*** RECORDS FOR THIS EXERCISE ***
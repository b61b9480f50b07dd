//! Game state and core simulation types
//!
//! `GameState` is the single owner of everything a run mutates: the player,
//! the three live entity rosters, spawner, level-up screen and RNG.

use std::collections::{BTreeMap, BTreeSet};

use glam::Vec2;
use rand::SeedableRng;
use rand_pcg::Pcg32;
use serde::{Deserialize, Serialize};

use super::progression::{LevelUpScreen, next_level_xp};
use super::registry::Roster;
use super::spawner::Spawner;
use super::upgrades::{UpgradeDef, default_catalog};
use crate::config::SimConfig;

/// Current phase of gameplay
#[derive(Debug, Clone, Copy, PartialEq, Eq, Serialize, Deserialize)]
pub enum GamePhase {
    /// Active gameplay
    Playing,
    /// Game is paused
    Paused,
    /// Simulation suspended while an upgrade is chosen
    LevelUp,
    /// Player hp reached zero
    GameOver,
    /// Survived until the win time
    Won,
}

impl GamePhase {
    /// Whether the frame loop stops scheduling simulation steps
    pub fn is_suspended(self) -> bool {
        self != GamePhase::Playing
    }

    pub fn is_terminal(self) -> bool {
        matches!(self, GamePhase::GameOver | GamePhase::Won)
    }
}

/// Damage-over-time and crowd-control effects
#[derive(Debug, Clone, Copy, PartialEq, Eq, Hash, Serialize, Deserialize)]
pub enum StatusKind {
    Burn,
    Freeze,
    Poison,
}

impl StatusKind {
    pub const ALL: [StatusKind; 3] = [StatusKind::Burn, StatusKind::Freeze, StatusKind::Poison];

    /// Freeze slows instead of dealing periodic damage
    pub fn deals_damage(self) -> bool {
        self != StatusKind::Freeze
    }
}

/// The player's roll table for one status kind
#[derive(Debug, Clone, Copy, Default, Serialize, Deserialize)]
pub struct StatusStats {
    /// Probability per hit
    pub chance: f32,
    /// Damage per tick (burn/poison) or slow fraction (freeze)
    pub magnitude: f32,
    /// Effect length (ms)
    pub duration_ms: f64,
}

#[derive(Debug, Clone, Default, Serialize, Deserialize)]
pub struct StatusLoadout {
    pub burn: StatusStats,
    pub freeze: StatusStats,
    pub poison: StatusStats,
}

impl StatusLoadout {
    pub fn get(&self, kind: StatusKind) -> &StatusStats {
        match kind {
            StatusKind::Burn => &self.burn,
            StatusKind::Freeze => &self.freeze,
            StatusKind::Poison => &self.poison,
        }
    }

    pub fn get_mut(&mut self, kind: StatusKind) -> &mut StatusStats {
        match kind {
            StatusKind::Burn => &mut self.burn,
            StatusKind::Freeze => &mut self.freeze,
            StatusKind::Poison => &mut self.poison,
        }
    }
}

/// An effect currently running on an enemy (timestamps in wall-clock ms)
#[derive(Debug, Clone, Copy, Serialize, Deserialize)]
pub struct StatusEffect {
    pub kind: StatusKind,
    pub magnitude: f32,
    pub expires_at: f64,
    pub last_tick: f64,
}

/// Stacked level of an owned upgrade plus any accumulated effect value
#[derive(Debug, Clone, Copy, Default, PartialEq, Serialize, Deserialize)]
pub struct AcquiredUpgrade {
    pub level: u32,
    /// Accumulated magnitude for structured effects (thorns damage)
    pub value: f32,
}

/// Dash ability state (timestamps in wall-clock ms)
#[derive(Debug, Clone, Default, Serialize, Deserialize)]
pub struct DashState {
    pub unlocked: bool,
    pub active: bool,
    pub ready_at: f64,
    pub until: f64,
    /// Direction locked in when the dash started
    pub direction: Vec2,
}

/// The player character
#[derive(Debug, Clone, Serialize, Deserialize)]
pub struct Player {
    pub pos: Vec2,
    pub radius: f32,
    pub hp: f32,
    pub max_hp: f32,
    /// Absorbs damage before hp
    pub shield: f32,
    pub speed: f32,
    pub level: u32,
    pub xp: f32,
    pub next_level_xp: f32,

    // Weapon
    pub damage: f32,
    pub projectile_speed: f32,
    pub projectile_cooldown_ms: f64,
    pub projectile_count: u32,
    pub projectile_radius: f32,
    pub last_shot_at: f64,
    pub crit_chance: f32,
    pub crit_mult: f32,
    pub pierce: u32,
    pub chain: u32,
    pub knockback: f32,
    pub area_scale: f32,
    pub status: StatusLoadout,

    // Sustain and utility
    pub lifesteal: f32,
    pub magnet_bonus: f32,
    pub xp_gain_mult: f32,
    pub rerolls: u32,
    pub banishes: u32,

    pub upgrades: BTreeMap<String, AcquiredUpgrade>,
    pub banned: BTreeSet<String>,

    pub dash: DashState,
    /// Time between dashes (ms)
    pub dash_cooldown_ms: f64,
    pub dash_speed: f32,
    /// How long a dash lasts (ms)
    pub dash_duration_ms: f64,
    /// Contact damage is ignored until this wall-clock time (ms)
    pub iframe_until: f64,
}

impl Player {
    pub fn new(config: &SimConfig, pos: Vec2) -> Self {
        let p = &config.player;
        Self {
            pos,
            radius: p.radius,
            hp: p.max_hp,
            max_hp: p.max_hp,
            shield: 0.0,
            speed: p.speed,
            level: 1,
            xp: 0.0,
            next_level_xp: next_level_xp(&config.leveling, 1),
            damage: p.damage,
            projectile_speed: p.projectile_speed,
            projectile_cooldown_ms: p.projectile_cooldown_ms,
            projectile_count: 1,
            projectile_radius: p.projectile_radius,
            last_shot_at: 0.0,
            crit_chance: p.crit_chance,
            crit_mult: p.crit_mult,
            pierce: 0,
            chain: 0,
            knockback: 0.0,
            area_scale: 1.0,
            status: StatusLoadout::default(),
            lifesteal: 0.0,
            magnet_bonus: 0.0,
            xp_gain_mult: 1.0,
            rerolls: 0,
            banishes: 0,
            upgrades: BTreeMap::new(),
            banned: BTreeSet::new(),
            dash: DashState::default(),
            dash_cooldown_ms: p.dash_cooldown_ms,
            dash_speed: p.dash_speed,
            dash_duration_ms: p.dash_duration_ms,
            iframe_until: 0.0,
        }
    }

    /// Apply incoming damage: shield first, overflow to hp, hp clamped at 0.
    /// Returns the hp actually lost.
    pub fn take_damage(&mut self, amount: f32) -> f32 {
        let absorbed = self.shield.min(amount);
        self.shield -= absorbed;
        let overflow = amount - absorbed;
        let before = self.hp;
        self.hp = (self.hp - overflow).max(0.0);
        before - self.hp
    }

    /// Heal without exceeding max hp
    pub fn heal(&mut self, amount: f32) {
        self.hp = (self.hp + amount).min(self.max_hp);
    }

    pub fn upgrade_level(&self, id: &str) -> u32 {
        self.upgrades.get(id).map_or(0, |u| u.level)
    }

    pub fn owns(&self, id: &str) -> bool {
        self.upgrade_level(id) > 0
    }

    /// Damage reflected onto an enemy that lands a contact hit
    pub fn thorns(&self) -> f32 {
        self.upgrades.get("thorns").map_or(0.0, |u| u.value)
    }

    #[inline]
    pub fn is_invulnerable(&self, now: f64) -> bool {
        now <= self.iframe_until
    }

    /// Sprite flicker while invulnerable (100 ms on/off)
    pub fn blinking(&self, now: f64) -> bool {
        now < self.iframe_until && (now / 100.0).floor() as i64 % 2 == 0
    }
}

/// An enemy entity
#[derive(Debug, Clone, Default, Serialize, Deserialize)]
pub struct Enemy {
    pub id: u32,
    pub pos: Vec2,
    pub radius: f32,
    pub hp: f32,
    pub max_hp: f32,
    pub base_speed: f32,
    pub damage: f32,
    pub effects: Vec<StatusEffect>,
    /// Set once the death transition has run
    pub dying: bool,
}

impl Enemy {
    /// Movement speed after any active freeze slow
    pub fn current_speed(&self) -> f32 {
        let slow = self
            .effects
            .iter()
            .find(|e| e.kind == StatusKind::Freeze)
            .map_or(0.0, |e| e.magnitude.clamp(0.0, 1.0));
        self.base_speed * (1.0 - slow)
    }
}

/// A projectile entity
#[derive(Debug, Clone, Default, Serialize, Deserialize)]
pub struct Projectile {
    pub id: u32,
    pub pos: Vec2,
    pub vel: Vec2,
    pub radius: f32,
    pub damage: f32,
    /// Remaining pierce charges
    pub pierce: u32,
    /// Remaining chain charges
    pub chain: u32,
    pub speed: f32,
    /// Ids of enemies already damaged by this projectile
    pub hit: Vec<u32>,
}

/// An experience gem
#[derive(Debug, Clone, Default, Serialize, Deserialize)]
pub struct Gem {
    pub id: u32,
    pub pos: Vec2,
    pub radius: f32,
    pub value: u32,
}

/// Things that happened during a tick, drained by the caller
#[derive(Debug, Clone, PartialEq, Serialize, Deserialize)]
pub enum GameEvent {
    EnemySpawned { id: u32 },
    EnemyKilled { id: u32, pos: Vec2 },
    PlayerHit { damage: f32, hp: f32 },
    GemCollected { xp: f32 },
    LevelUp { level: u32 },
    UpgradeApplied { id: String, level: u32 },
    UpgradeBanished { id: String },
    OffersRerolled,
    Paused,
    Resumed,
    GameOver { time: f32 },
    Won { time: f32 },
}

/// Complete simulation state for one run
#[derive(Debug, Clone)]
pub struct GameState {
    pub config: SimConfig,
    /// Run seed for reproducibility
    pub seed: u64,
    pub rng: Pcg32,
    pub phase: GamePhase,
    /// Seconds of simulated play (frozen while suspended)
    pub game_time: f32,
    /// Most recent wall-clock timestamp seen (ms)
    pub now: f64,
    pub player: Player,
    pub enemies: Roster<Enemy>,
    pub projectiles: Roster<Projectile>,
    pub gems: Roster<Gem>,
    pub spawner: Spawner,
    pub catalog: Vec<UpgradeDef>,
    pub level_up: LevelUpScreen,
    pub events: Vec<GameEvent>,
    next_id: u32,
}

impl GameState {
    /// Create a new run with the default upgrade catalog
    pub fn new(config: SimConfig, seed: u64) -> Self {
        Self::with_catalog(config, seed, default_catalog())
    }

    pub fn with_catalog(config: SimConfig, seed: u64, catalog: Vec<UpgradeDef>) -> Self {
        let center = Vec2::new(config.field_width / 2.0, config.field_height / 2.0);
        Self {
            seed,
            rng: Pcg32::seed_from_u64(seed),
            phase: GamePhase::Playing,
            game_time: 0.0,
            now: 0.0,
            player: Player::new(&config, center),
            enemies: Roster::new(),
            projectiles: Roster::new(),
            gems: Roster::new(),
            spawner: Spawner::new(&config.spawn),
            catalog,
            level_up: LevelUpScreen::default(),
            events: Vec::new(),
            next_id: 1,
            config,
        }
    }

    /// Allocate a new entity ID
    pub fn next_entity_id(&mut self) -> u32 {
        let id = self.next_id;
        self.next_id += 1;
        id
    }

    /// Field size as a vector
    pub fn field(&self) -> Vec2 {
        Vec2::new(self.config.field_width, self.config.field_height)
    }

    /// Drop released slots from every live list
    pub fn compact(&mut self) {
        self.enemies.compact();
        self.projectiles.compact();
        self.gems.compact();
    }

    /// Take the events produced since the last drain
    pub fn drain_events(&mut self) -> Vec<GameEvent> {
        std::mem::take(&mut self.events)
    }

    /// Acquire and fully initialise an enemy slot
    pub fn spawn_enemy(&mut self, pos: Vec2, hp: f32, speed: f32) -> usize {
        let id = self.next_entity_id();
        let radius = self.config.enemy.radius;
        let damage = self.config.enemy.contact_damage;
        let (index, enemy) = self.enemies.spawn();
        enemy.id = id;
        enemy.pos = pos;
        enemy.radius = radius;
        enemy.hp = hp;
        enemy.max_hp = hp;
        enemy.base_speed = speed;
        enemy.damage = damage;
        enemy.effects.clear();
        enemy.dying = false;
        self.events.push(GameEvent::EnemySpawned { id });
        index
    }

    /// Acquire and fully initialise a gem slot
    pub fn spawn_gem(&mut self, pos: Vec2, value: u32) -> usize {
        let id = self.next_entity_id();
        let radius = self.config.gem.radius;
        let (index, gem) = self.gems.spawn();
        gem.id = id;
        gem.pos = pos;
        gem.radius = radius;
        gem.value = value;
        index
    }

    /// Acquire and fully initialise a projectile slot from the player's current stats
    pub fn spawn_projectile(&mut self, pos: Vec2, dir: Vec2) -> usize {
        let id = self.next_entity_id();
        let p = &self.player;
        let (radius, damage, pierce, chain, speed) =
            (p.projectile_radius, p.damage, p.pierce, p.chain, p.projectile_speed);
        let (index, proj) = self.projectiles.spawn();
        proj.id = id;
        proj.pos = pos;
        proj.vel = dir * speed;
        proj.radius = radius;
        proj.damage = damage;
        proj.pierce = pierce;
        proj.chain = chain;
        proj.speed = speed;
        proj.hit.clear();
        index
    }
}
***
* WHAT IS EXPECTED
Say how many lines in the entries include the string "timestamps", and write nothing besides that number.

* REPLY TO THE EXERCISE
2